We denken even terug aan de eerste Daytona, in 2007… De meerwaarde van goede veringscomponenten bewijst zich nog maar eens; de hoeveelheid voorgeschotelde informatie is verbluffend, zonder dat je de indruk hebt met een veel te straf afgeveerde machine rond te rijden. In verhouding is de Duc zelfs erger en die heeft in eerste instantie nog te lijden van een gebrek aan ingaande demping voor. Nog schunniger wordt het als we eenmaal het circuit betreden; zonder enige aanpassing is de Daytona van de eerste ronde al een bocht in te smijten met een vertrouwen waar menig consumentenvereniging de laatste jaren enkel maar van kan dromen. Zodanig zelfs dat de Daytona al in de ‘outlap’ harder ingestuurd wordt dan de Duc na meerdere opwarmronden. En dan dus nog die quickshifter. Altijd een genot en ditmaal mogen we het apparaatje ook meenemen in het vergelijk; een “R” heeft ‘m immers standaard… De Triumph kan weliswaar nog steeds kampen met een niet altijd even gewillige bak en BMW maakt zijn quickshifters nog een stuk beter, de meerwaarde van het kleinood op het circuit is ongekend.
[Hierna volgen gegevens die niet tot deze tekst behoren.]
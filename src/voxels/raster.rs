//! Scan conversion of deformed hexahedral cells into voxel indices.
//!
//! A cell is given by its eight corners in the order
//! `(0,0,0) (1,0,0) (1,1,0) (0,1,0) (0,0,1) (1,0,1) (1,1,1) (0,1,1)` and split into six
//! tetrahedra around the `0-6` diagonal. A voxel belongs to the cell when its centre
//! lies inside one of those tetrahedra.

use crate::float_types::Real;
use hashbrown::HashSet;
use nalgebra::{Matrix3, Point3};

#[cfg(feature = "parallel")]
use rayon::prelude::*;

pub type Hex = [Point3<Real>; 8];

const TETS: [[usize; 4]; 6] = [
    [0, 1, 2, 6],
    [0, 2, 3, 6],
    [0, 3, 7, 6],
    [0, 7, 4, 6],
    [0, 4, 5, 6],
    [0, 5, 1, 6],
];

// barycentric slack so faces shared by neighbouring tets are claimed by both
const INSIDE_EPSILON: Real = 1e-9;

/// Regular `(u, v, w)` lattice of already-transformed sample points.
#[derive(Debug, Clone)]
pub struct SampleGrid {
    dims: [usize; 3],
    points: Vec<Point3<Real>>,
}

impl SampleGrid {
    /// Evaluates `f(u, v, w)` on `steps[axis] + 1` evenly spaced values of each
    /// parameter in `[0, 1]`.
    pub fn sample<F>(steps: [usize; 3], mut f: F) -> Self
    where
        F: FnMut(Real, Real, Real) -> Point3<Real>,
    {
        let dims = steps.map(|s| s.max(1) + 1);
        let mut points = Vec::with_capacity(dims[0] * dims[1] * dims[2]);
        for k in 0..dims[2] {
            let w = k as Real / (dims[2] - 1) as Real;
            for j in 0..dims[1] {
                let v = j as Real / (dims[1] - 1) as Real;
                for i in 0..dims[0] {
                    let u = i as Real / (dims[0] - 1) as Real;
                    points.push(f(u, v, w));
                }
            }
        }
        Self { dims, points }
    }

    pub fn dims(&self) -> [usize; 3] {
        self.dims
    }

    #[inline]
    fn at(&self, i: usize, j: usize, k: usize) -> Point3<Real> {
        self.points[(k * self.dims[1] + j) * self.dims[0] + i]
    }

    fn cell(&self, i: usize, j: usize, k: usize) -> Hex {
        [
            self.at(i, j, k),
            self.at(i + 1, j, k),
            self.at(i + 1, j + 1, k),
            self.at(i, j + 1, k),
            self.at(i, j, k + 1),
            self.at(i + 1, j, k + 1),
            self.at(i + 1, j + 1, k + 1),
            self.at(i, j + 1, k + 1),
        ]
    }

    /// Every cell of the grid as a hexahedron.
    pub fn cells(&self) -> Vec<Hex> {
        let [nu, nv, nw] = self.dims;
        let mut out = Vec::with_capacity((nu - 1) * (nv - 1) * (nw - 1));
        for k in 0..nw - 1 {
            for j in 0..nv - 1 {
                for i in 0..nu - 1 {
                    out.push(self.cell(i, j, k));
                }
            }
        }
        out
    }
}

/// Voxel indices whose centres fall inside any of `cells`.
pub fn rasterize_cells(cells: &[Hex], voxel_size: Real) -> HashSet<[i32; 3]> {
    #[cfg(feature = "parallel")]
    {
        cells
            .par_iter()
            .flat_map_iter(|hex| {
                let mut out = Vec::new();
                rasterize_hex(hex, voxel_size, &mut out);
                out
            })
            .collect()
    }

    #[cfg(not(feature = "parallel"))]
    {
        let mut set = HashSet::new();
        let mut out = Vec::new();
        for hex in cells {
            out.clear();
            rasterize_hex(hex, voxel_size, &mut out);
            set.extend(out.iter().copied());
        }
        set
    }
}

pub fn rasterize_hex(hex: &Hex, voxel_size: Real, out: &mut Vec<[i32; 3]>) {
    for tet in TETS {
        rasterize_tet(
            [hex[tet[0]], hex[tet[1]], hex[tet[2]], hex[tet[3]]],
            voxel_size,
            out,
        );
    }
}

fn rasterize_tet(v: [Point3<Real>; 4], voxel_size: Real, out: &mut Vec<[i32; 3]>) {
    if v.iter().any(|p| !p.coords.iter().all(|c| c.is_finite())) {
        return;
    }
    let m = Matrix3::from_columns(&[v[1] - v[0], v[2] - v[0], v[3] - v[0]]);
    let longest = m.column_iter().map(|c| c.norm()).fold(0.0, Real::max);
    if m.determinant().abs() <= Real::EPSILON * longest.powi(3) {
        return;
    }
    let Some(inverse) = m.try_inverse() else {
        return;
    };

    let mut lo = [i32::MAX; 3];
    let mut hi = [i32::MIN; 3];
    for axis in 0..3 {
        let min = v.iter().map(|p| p[axis]).fold(Real::MAX, Real::min);
        let max = v.iter().map(|p| p[axis]).fold(Real::MIN, Real::max);
        // centres sit at (k + 0.5) * voxel_size
        lo[axis] = (min / voxel_size - 0.5).ceil() as i32;
        hi[axis] = (max / voxel_size - 0.5).floor() as i32;
        if lo[axis] > hi[axis] {
            return;
        }
    }

    for z in lo[2]..=hi[2] {
        for y in lo[1]..=hi[1] {
            for x in lo[0]..=hi[0] {
                let centre = Point3::new(
                    (x as Real + 0.5) * voxel_size,
                    (y as Real + 0.5) * voxel_size,
                    (z as Real + 0.5) * voxel_size,
                );
                let b = inverse * (centre - v[0]);
                if b.x >= -INSIDE_EPSILON
                    && b.y >= -INSIDE_EPSILON
                    && b.z >= -INSIDE_EPSILON
                    && b.x + b.y + b.z <= 1.0 + INSIDE_EPSILON
                {
                    out.push([x, y, z]);
                }
            }
        }
    }
}

#[cfg(test)]
mod tests {
    use super::*;

    fn unit_box(size: Real) -> Hex {
        [
            Point3::new(0.0, 0.0, 0.0),
            Point3::new(size, 0.0, 0.0),
            Point3::new(size, size, 0.0),
            Point3::new(0.0, size, 0.0),
            Point3::new(0.0, 0.0, size),
            Point3::new(size, 0.0, size),
            Point3::new(size, size, size),
            Point3::new(0.0, size, size),
        ]
    }

    #[test]
    fn axis_aligned_box_fills_exactly() {
        let mut out = Vec::new();
        rasterize_hex(&unit_box(4.0), 1.0, &mut out);
        let set: HashSet<_> = out.into_iter().collect();
        assert_eq!(set.len(), 64);
        assert!(set.contains(&[0, 0, 0]) && set.contains(&[3, 3, 3]));
        assert!(!set.contains(&[4, 0, 0]));
    }

    #[test]
    fn flat_cells_produce_nothing() {
        let mut hex = unit_box(4.0);
        for p in hex.iter_mut() {
            p.z = 0.0;
        }
        let mut out = Vec::new();
        rasterize_hex(&hex, 1.0, &mut out);
        assert!(out.is_empty());
    }

    #[test]
    fn sample_grid_cells_tile_the_parameter_box() {
        let grid = SampleGrid::sample([2, 2, 2], |u, v, w| Point3::new(6.0 * u, 6.0 * v, 6.0 * w));
        assert_eq!(grid.dims(), [3, 3, 3]);
        let cells = grid.cells();
        assert_eq!(cells.len(), 8);
        assert_eq!(rasterize_cells(&cells, 1.0).len(), 216);
    }
}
Het ‘hoe heb ik ooit zonder kunnen rijden’ wordt vaker dan eens gebezigd, maar dat is meer een algemene kreet dan specifiek in het voordeel van de Triumph. Alhoewel… is dat wel zo? Het pakket Daytona R komt namelijk ook akelig ver in de buurt. Wil je gaan racen, dan is ene driestappenplan voldoende: Koop een Datyona, gooi er benzine in en meld je aan de start. Zo simpel is het.

Triumph Daytona 675R 2011

En nog over die stickers: onze jonge medewerker Thomas heeft inmiddels bij Triumph Benelux gevraagd wat een gebruikte demofiets kosten moet… we zijn benieuwd hoe hij dat thuis te berde brengt.